Dispatch from Küstendorf: Part 1

Emir Kusturica is an internationally known Serbian filmmaker, actor and musician. He enjoys touring with his The No Smoking Orchestra, to perform traditional folk music and is largely acclaimed for his films that tackle political struggle with reveries of unyielding optimism.

His most acclaimed feature films include When Father Was Away on Business and Underground, that won him the Palme d’Or at the Cannes Film Festival, or Arizona Dream awarded with a Silver Bear at the Berlin Film Festival; as well as Black Cat, White Cat that won a Silver Lion at the Venice Film Festival.

Not everyone knows that Emir Kusturica is also established in “town-buliding” as attested by his “City of Trees,” i.e. Drvengrad. This a traditional village that the Serbian film director created for his film Life Is a Miracle — located in the Zlatibor District near the city of Užice, two hundred kilometers southwest of Belgrade. Drvengrad is also known as Küstendorf and this is where Emir Kusturica runs his music and film festival. The name is a pun, since Küstendorf, combines the German word “dorf” (village) and Kusturica’s nickname, “Kusta.”

This quaint village is a true love letter to Emir Kusturica’s most cherished filmmakers. There is the Stanley Kubrick Cinema: a main house which houses a cinema-hall in the cellar, a living room, a guest room, a closed yard, a swimming pool, a gymnasium, a sauna and private rooms for the Kusturica family; a sports hall; a restaurant; a pastry shop, as well as a souvenir shop; and finally, a Church dedicated to St. Sava.

The village is further articulated with streets that bear the names of individuals that the Serbian director holds dear, such as Nikola Tesla, Ernesto “Che” Guevara, Diego Maradona, Miodrag Petrović Čkalja, Federico Fellini, Ingmar Bergman, Joe Strummer, Novak Đoković and Ivo Andrić, after whom the main street is named as well as the library.

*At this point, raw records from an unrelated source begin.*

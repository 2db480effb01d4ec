use std::ffi::OsStr;
use std::path::Path;

/// Extensions the batch driver considers transcribable.
///
/// These cover the common audio/video containers the external tool's decoder accepts;
/// the list is not exhaustive. Matching is case-insensitive.
pub const ALLOWED_EXTENSIONS: &[&str] = &[
    "mp3", "wav", "flac", "aac", "m4a", "ogg", "opus", "mp4", "mkv", "webm", "mov", "avi", "3gp",
    "wmv",
];

/// Whether `path` carries an extension the batch driver will transcribe.
pub fn is_supported_media(path: &Path) -> bool {
    path.extension()
        .and_then(OsStr::to_str)
        .is_some_and(|ext| ALLOWED_EXTENSIONS.iter().any(|a| ext.eq_ignore_ascii_case(a)))
}

#[cfg(test)]
mod tests {
    use super::*;

    #[test]
    fn accepts_allowed_extensions_case_insensitively() {
        assert!(is_supported_media(Path::new("clip.mp4")));
        assert!(is_supported_media(Path::new("CLIP.MP4")));
        assert!(is_supported_media(Path::new("/tmp/audio.Flac")));
        assert!(is_supported_media(Path::new("talk.3gp")));
    }

    #[test]
    fn rejects_everything_else() {
        assert!(!is_supported_media(Path::new("notes.txt")));
        assert!(!is_supported_media(Path::new("archive.mp4.bak")));
        assert!(!is_supported_media(Path::new("no_extension")));
        // A leading dot alone is a hidden file name, not an extension.
        assert!(!is_supported_media(Path::new(".mp3")));
    }
}
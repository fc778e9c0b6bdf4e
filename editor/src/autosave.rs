//! Debounced auto-save trigger.
//!
//! The editor has no timers of its own. The host feeds the clock through
//! [`crate::engine::EngineCore::tick`]; once the scene has been quiet for the
//! debounce interval after an unsaved change, the tick emits an auto-save
//! action carrying the current configuration.

#[cfg(test)]
#[path = "autosave_test.rs"]
mod autosave_test;

/// Tracks unsaved changes and when the last one happened.
#[derive(Debug, Clone)]
pub struct AutoSave {
    debounce_ms: f64,
    /// Clock time of the most recent unsaved change.
    last_change_ms: Option<f64>,
}

impl AutoSave {
    #[must_use]
    pub fn new(debounce_ms: f64) -> Self {
        Self { debounce_ms, last_change_ms: None }
    }

    /// Record a change at `now_ms`, restarting the quiet period.
    pub fn mark_dirty(&mut self, now_ms: f64) {
        self.last_change_ms = Some(now_ms);
    }

    /// Forget pending changes (the host saved explicitly).
    pub fn mark_saved(&mut self) {
        self.last_change_ms = None;
    }

    #[must_use]
    pub fn is_dirty(&self) -> bool {
        self.last_change_ms.is_some()
    }

    /// Whether a save is due at `now_ms`. Returns true at most once per batch of changes.
    pub fn poll(&mut self, now_ms: f64) -> bool {
        match self.last_change_ms {
            Some(changed) if now_ms - changed >= self.debounce_ms => {
                self.last_change_ms = None;
                true
            }
            _ => false,
        }
    }
}
//! Editor configuration: every recognized option with its default.
//!
//! Hosts either build an [`EditorConfig`] directly or parse the embedding
//! page's JSON options with [`EditorConfig::from_json`]. Missing keys fall back
//! to their defaults; unknown keys are rejected so typos surface early.

#[cfg(test)]
#[path = "config_test.rs"]
mod config_test;

use serde::{Deserialize, Serialize};

use crate::consts::{
    DEFAULT_AUTOSAVE_DEBOUNCE_MS, DEFAULT_CANVAS_HEIGHT, DEFAULT_CANVAS_WIDTH, DEFAULT_GRID_SIZE,
    DEFAULT_HISTORY_CAPACITY, MIN_SEATING_SIZE, SNAP_TOLERANCE_PX,
};
use crate::scene::StagePosition;

#[derive(Debug, thiserror::Error)]
pub enum ConfigError {
    #[error("canvas size must be positive, got {width}x{height}")]
    InvalidCanvas { width: f64, height: f64 },
    #[error("grid size must be positive and smaller than the canvas, got {0}")]
    InvalidGrid(f64),
    #[error("history capacity must be at least 1")]
    InvalidHistoryCapacity,
    #[error("{field} must be non-negative, got {value}")]
    Negative { field: &'static str, value: f64 },
    #[error("invalid editor config JSON: {0}")]
    Json(#[from] serde_json::Error),
}

/// Options recognized by the editor.
#[derive(Debug, Clone, PartialEq, Serialize, Deserialize)]
#[serde(default, rename_all = "camelCase", deny_unknown_fields)]
pub struct EditorConfig {
    /// Canvas width in pixels.
    pub width: f64,
    /// Canvas height in pixels.
    pub height: f64,
    /// Grid pitch in pixels.
    pub grid_size: f64,
    /// Initial stage side.
    pub stage_position: StagePosition,
    /// Maximum number of undo snapshots.
    pub history_capacity: usize,
    /// Quiet period after the last change before auto-save fires.
    pub autosave_debounce_ms: f64,
    /// Alignment snap distance.
    pub snap_tolerance: f64,
    /// Resize floor per axis.
    pub min_size: f64,
}

impl Default for EditorConfig {
    fn default() -> Self {
        Self {
            width: DEFAULT_CANVAS_WIDTH,
            height: DEFAULT_CANVAS_HEIGHT,
            grid_size: DEFAULT_GRID_SIZE,
            stage_position: StagePosition::Top,
            history_capacity: DEFAULT_HISTORY_CAPACITY,
            autosave_debounce_ms: DEFAULT_AUTOSAVE_DEBOUNCE_MS,
            snap_tolerance: SNAP_TOLERANCE_PX,
            min_size: MIN_SEATING_SIZE,
        }
    }
}

impl EditorConfig {
    /// Parse and validate host-provided JSON options.
    ///
    /// # Errors
    ///
    /// Returns [`ConfigError::Json`] for malformed input or unknown keys, and
    /// the relevant variant when a value is out of range.
    pub fn from_json(raw: &str) -> Result<Self, ConfigError> {
        let config: Self = serde_json::from_str(raw)?;
        config.validate()?;
        Ok(config)
    }

    /// Check every option is in range.
    ///
    /// # Errors
    ///
    /// Returns the first violated constraint.
    pub fn validate(&self) -> Result<(), ConfigError> {
        if !is_positive(self.width) || !is_positive(self.height) {
            return Err(ConfigError::InvalidCanvas { width: self.width, height: self.height });
        }
        if !is_positive(self.grid_size) || self.grid_size > self.width.min(self.height) {
            return Err(ConfigError::InvalidGrid(self.grid_size));
        }
        if self.history_capacity == 0 {
            return Err(ConfigError::InvalidHistoryCapacity);
        }
        for (field, value) in [
            ("autosaveDebounceMs", self.autosave_debounce_ms),
            ("snapTolerance", self.snap_tolerance),
            ("minSize", self.min_size),
        ] {
            if value.is_nan() || value < 0.0 {
                return Err(ConfigError::Negative { field, value });
            }
        }
        Ok(())
    }
}

fn is_positive(value: f64) -> bool {
    value.is_finite() && value > 0.0
}
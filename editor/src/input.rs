//! Input model: modifier keys, mouse buttons, and the gesture state machine.
//!
//! This module defines the types consumed by the interaction controller.
//! `Modifiers` captures the user's intent at the time of a pointer or key
//! event. `InputState` is the active gesture being tracked between
//! pointer-down and pointer-up, carrying all context needed to compute
//! per-tick positions and to commit or revert on release.

#[cfg(test)]
#[path = "input_test.rs"]
mod input_test;

use crate::camera::Point;
use crate::geometry::{GuideLine, Rect};
use crate::hit::ResizeAnchor;
use crate::scene::{SeatingId, StagePosition};

/// Keyboard/mouse modifier keys held during an event.
#[allow(clippy::struct_excessive_bools)]
#[derive(Debug, Clone, Copy, Default)]
pub struct Modifiers {
    /// Shift key is held.
    pub shift: bool,
    /// Ctrl key is held.
    pub ctrl: bool,
    /// Alt / Option key is held.
    pub alt: bool,
    /// Meta / Command key is held.
    pub meta: bool,
}

impl Modifiers {
    /// Ctrl on most platforms, Command on macOS.
    #[must_use]
    pub fn command(self) -> bool {
        self.ctrl || self.meta
    }

    /// Shift-click toggles membership; Shift-drag on empty canvas lassos.
    #[must_use]
    pub fn extends_selection(self) -> bool {
        self.shift
    }

    /// Shift turns 1 px arrow nudges into grid-size steps.
    #[must_use]
    pub fn grid_step(self) -> bool {
        self.shift
    }
}

/// Mouse button identifier.
#[derive(Debug, Clone, Copy, PartialEq, Eq)]
pub enum Button {
    /// Left mouse button (or single-finger touch).
    Primary,
    /// Middle mouse button (scroll wheel click).
    Middle,
    /// Right mouse button.
    Secondary,
}

/// A keyboard key.
///
/// The inner string holds the key name as reported by the browser (e.g. `"Delete"`, `"ArrowUp"`, `"c"`).
#[derive(Debug, Clone, PartialEq, Eq)]
pub struct Key(pub String);

impl Key {
    #[must_use]
    pub fn new(name: impl Into<String>) -> Self {
        Self(name.into())
    }

    /// The key name, lowercased when it is a single character so `"Z"` and `"z"` match.
    #[must_use]
    pub fn normalized(&self) -> String {
        if self.0.chars().count() == 1 {
            self.0.to_lowercase()
        } else {
            self.0.clone()
        }
    }
}

/// Wheel / trackpad scroll delta.
#[derive(Debug, Clone, Copy)]
pub struct WheelDelta {
    /// Horizontal scroll amount in pixels.
    pub dx: f64,
    /// Vertical scroll amount in pixels (positive = down).
    pub dy: f64,
}

/// One active touch contact, in screen coordinates.
#[derive(Debug, Clone, Copy, PartialEq)]
pub struct TouchPoint {
    /// Browser touch identifier.
    pub id: i32,
    pub point: Point,
}

/// Persistent UI state visible to the renderer.
#[derive(Debug, Clone, Default)]
pub struct UiState {
    /// Selected seatings in selection order, without duplicates.
    pub selection: Vec<SeatingId>,
    /// In-progress lasso rectangle in canvas coordinates.
    pub marquee: Option<Rect>,
    /// Alignment guides from the current drag tick.
    pub guides: Vec<GuideLine>,
    /// Clock time (ms) until which the collision indicator is shown.
    pub collision_until_ms: Option<f64>,
}

impl UiState {
    #[must_use]
    pub fn is_selected(&self, id: &SeatingId) -> bool {
        self.selection.contains(id)
    }

    /// The single selected seating, if exactly one is selected.
    #[must_use]
    pub fn single_selection(&self) -> Option<SeatingId> {
        match self.selection.as_slice() {
            [id] => Some(*id),
            _ => None,
        }
    }

    /// Add `id` if absent, remove it if present.
    pub fn toggle(&mut self, id: SeatingId) {
        if let Some(pos) = self.selection.iter().position(|s| *s == id) {
            self.selection.remove(pos);
        } else {
            self.selection.push(id);
        }
    }
}

/// Internal state for the input state machine.
///
/// Each active variant carries gesture context needed to compute positions
/// and emit the final commit on pointer-up.
#[derive(Debug, Clone, Default)]
pub enum InputState {
    /// No gesture in progress; waiting for the next pointer-down.
    #[default]
    Idle,
    /// The user is panning the view with the middle button.
    Panning {
        /// Screen-space position of the previous pointer event.
        last_screen: Point,
    },
    /// Two-finger pinch: zoom about the midpoint and pan with it.
    Pinching {
        /// Finger distance at the start of the pinch.
        start_distance: f64,
        /// Camera zoom at the start of the pinch.
        start_zoom: f64,
        /// Screen-space midpoint at the previous event.
        last_mid: Point,
    },
    /// The user is moving the selected seatings.
    DraggingSelection {
        /// Seating that was grabbed; grid and alignment snap follow it.
        primary: SeatingId,
        /// Canvas-space pointer position at pointer-down.
        start_world: Point,
        /// Position of each dragged seating at pointer-down.
        origins: Vec<(SeatingId, f64, f64)>,
    },
    /// The user is resizing a seating by dragging one of its eight handles.
    ResizingSeating {
        /// Id of the seating being resized.
        id: SeatingId,
        /// Which corner/edge handle is being dragged.
        anchor: ResizeAnchor,
        /// Canvas-space pointer position at the start of the resize.
        start_world: Point,
        /// Geometry at the start of the resize, restored if the result overlaps.
        orig: Rect,
    },
    /// Shift-drag over empty canvas.
    LassoSelecting {
        /// Canvas-space corner where the drag started.
        anchor_world: Point,
    },
    /// The user is dragging the stage marker.
    DraggingStage {
        /// Pointer offset from the stage's top-left corner.
        grab_dx: f64,
        grab_dy: f64,
        /// Stage category at the start, to decide whether to commit.
        orig_position: StagePosition,
    },
}

impl InputState {
    #[must_use]
    pub fn is_idle(&self) -> bool {
        matches!(self, Self::Idle)
    }
}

There is also an artist gallery named Macola as a tribute to sculptor Dragan Jovićević, and it was previously known as Anika, after a character from Ivo Andrić’s prose. Furthermore there are markets, that occasionally sell local products, and there is also a factory that produces organic fruit juices.

If you have a stroll through the woods, wandering through an enchanting winter wonderland, where snow adorns the dainty landscape and wooden houses, you will arrive at the nearby village of Mokra Gora — that means Wet Mountain in English. A historical reconstruction has transformed it into a popular tourist center with unique attractions, not to forget this is where you will find the railway from Kusturica’s Life Is a Miracle. Its route viewed from the sky, looks like the sign of infinity of number 8.

The number is significant because it is since 2008 that Drevengard hosts the annual Küstendorf Film and Music Festival, showcasing international films, workshops with illustrious guests from the cinema world and music performances with local and international performers. The 12th edition of the Küstendorf Film and Music Festival will run from the 11th until the 16th January. The Bronze, Silver and Gold Egg  will be awarded to the best short films by a jury composed by actress Stana Katić, photo-journalist Slobodan Despot, filmmaker Tancrède Ramonet. Whereas the Vilko Filač Award will be bestowed by cinematographer Michel Amathieu. In parallel to the Competition Programme the festival features a Retrospective of Greatness featuring films by the likes of Bernardo Bertolucci and Miloš Forman; Workshops with international talent analyzing contemporary trends in cinema and an engaging Music Programme running after midnight.

The 2019 edition of the Küstendorf Film and Music Festival kicked off on January 11th with a punny Opening Ceremony —a witty celebration of “The Perfect Dozen,” represented   by this 12th edition of the festival, with references to the holy and philosophical symbolism of this powerful number. A terrific performance by Moldavian artists, embodying three hens and a rooster, joyfully set the mood. Professor Emir Kusturica made a touching speech about the power of cinema, followed by the one made by the Serbian Minister of Culture and Information, Vladan Vukosavljević.

Two old short films glorified the first steps of two film students who are known today as masters of the silver screen: Roman Polański’s Two Men and a Wardrobe and Krzysztof Kieślowski’s The Office. Emir Kusturica made a tribute to his longtime actor, Slavko Štimac and the ceremony was succeeded by the screening of Emir Kusturica documentary El Pepe, A Life Supreme, that was presented at the 2018 Venice Film Festival, about the legacy of Uruguay’s last president, José “Pepe” Mujica.

This first festival night ended with a joyfully boisterous concert by the Advahov Brothers Big Folk Orchestra — that is a sensation on both Moldovan and Romanian music scene— with Soloists Valeriu Cascaval and Cristi Tractor.